Though the clinical evidence for the use of Imatinib is significant as discussed earlier specifically in relation to the IRIS trial (Imatinib versus Interferon alpha) in the IRIS trial patients younger than 18 years and older than 70 years were excluded.(30, 31) Obviously, since the patient of interest here is 78 years it is worthwhile reviewing the literature to affirm the suitability of this treatment in this case. Recently, the tolerability and efficacy of Imatinib use in elderly patients with chronic phase CML has been investigated.(46) The median age in this "ELDERGLI" study was 76.6 years and it recognised some of the difficulties outlined earlier in this report, specifically in relation to co-morbidities in an elderly population. However, the authors report that the data relating to response rates and duration of response compares well with other data in the literature.(47) Also the authors note that both haematological toxicities and the rates and types of non-haematological toxicities are of a similar scale to those described in the IRIS report.
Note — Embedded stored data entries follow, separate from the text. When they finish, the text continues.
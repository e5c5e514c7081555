//! Tier driver traits

use std::collections::HashMap;
use std::time::Duration;

use async_trait::async_trait;

use crate::{DurableTierError, FastTierError};

/// Driver for the volatile fast tier (memcached protocol).
///
/// Values are opaque payload bytes; integer entries must be stored in the
/// protocol's ASCII-decimal form for `incr`/`decr` to apply. A `timeout`
/// of `None` (or zero) means "use the driver's default"; normalization of
/// long timeouts to absolute timestamps is the driver's business.
///
/// Misses are not errors: `get` answers `Ok(None)`, `add` answers
/// `Ok(false)` when the key already exists. Failures arrive
/// pre-classified as [`FastTierError`].
#[async_trait]
pub trait FastTier: Send + Sync + 'static {
    async fn get(&self, key: &str) -> Result<Option<Vec<u8>>, FastTierError>;

    /// Fetch several keys at once; absent keys are simply not in the map.
    async fn get_multi(&self, keys: &[String]) -> Result<HashMap<String, Vec<u8>>, FastTierError>;

    async fn set(
        &self,
        key: &str,
        value: &[u8],
        timeout: Option<Duration>,
    ) -> Result<(), FastTierError>;

    async fn set_multi(
        &self,
        entries: &[(String, Vec<u8>)],
        timeout: Option<Duration>,
    ) -> Result<(), FastTierError>;

    /// Insert iff absent. `Ok(false)` means a live entry was already there.
    async fn add(
        &self,
        key: &str,
        value: &[u8],
        timeout: Option<Duration>,
    ) -> Result<bool, FastTierError>;

    async fn delete(&self, key: &str) -> Result<(), FastTierError>;

    async fn delete_multi(&self, keys: &[String]) -> Result<(), FastTierError>;

    /// Increment an existing counter entry; absent keys answer
    /// [`FastTierError::NotFound`].
    async fn incr(&self, key: &str, delta: u64) -> Result<u64, FastTierError>;

    /// Decrement an existing counter entry (servers clamp at zero).
    async fn decr(&self, key: &str, delta: u64) -> Result<u64, FastTierError>;

    async fn flush_all(&self) -> Result<(), FastTierError>;

    /// Drop client handles. Connection pools may outlive this call.
    async fn disconnect_all(&self);
}

/// Driver for the durable fallback tier (wide-column store).
///
/// Two logical column families under one keyspace: a blob family (`val`
/// column, per-row TTL) and a counter family (`count` column of the native
/// additive counter type, no TTL). Row absence is `Ok(None)`; failures
/// arrive pre-classified as [`DurableTierError`]. The driver maps an
/// operation `timeout` to a row TTL itself and never retries beyond the
/// connection pool's built-in policy.
#[async_trait]
pub trait DurableTier: Send + Sync + 'static {
    async fn blob_get(&self, key: &str) -> Result<Option<Vec<u8>>, DurableTierError>;

    async fn blob_insert(
        &self,
        key: &str,
        value: &[u8],
        timeout: Option<Duration>,
    ) -> Result<(), DurableTierError>;

    async fn blob_remove(&self, key: &str) -> Result<(), DurableTierError>;

    async fn blob_multiget(
        &self,
        keys: &[String],
    ) -> Result<HashMap<String, Vec<u8>>, DurableTierError>;

    async fn blob_batch_insert(
        &self,
        entries: &[(String, Vec<u8>)],
        timeout: Option<Duration>,
    ) -> Result<(), DurableTierError>;

    async fn blob_batch_remove(&self, keys: &[String]) -> Result<(), DurableTierError>;

    async fn counter_get(&self, key: &str) -> Result<Option<i64>, DurableTierError>;

    async fn counter_multiget(
        &self,
        keys: &[String],
    ) -> Result<HashMap<String, i64>, DurableTierError>;

    /// Commutative add; creates the counter at `delta` when absent.
    async fn counter_add(&self, key: &str, delta: i64) -> Result<(), DurableTierError>;

    async fn counter_remove(&self, key: &str) -> Result<(), DurableTierError>;

    /// Truncate both column families.
    async fn truncate_all(&self) -> Result<(), DurableTierError>;
}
The most common of these toxicities reported included oedema, GI symptoms and musculoskeletal secondary effects. Also, whilst the authors report a higher incidence of infections, cardiovascular events and secondary neoplasms compared to those seen in other trials the overall rate is not excessive and parallels that seen in this age-group in the general population. Also noteworthy is the fact that those patients that experienced a cardiovascular event were more often within that cohort that had a prior risk factor particularly hypertension.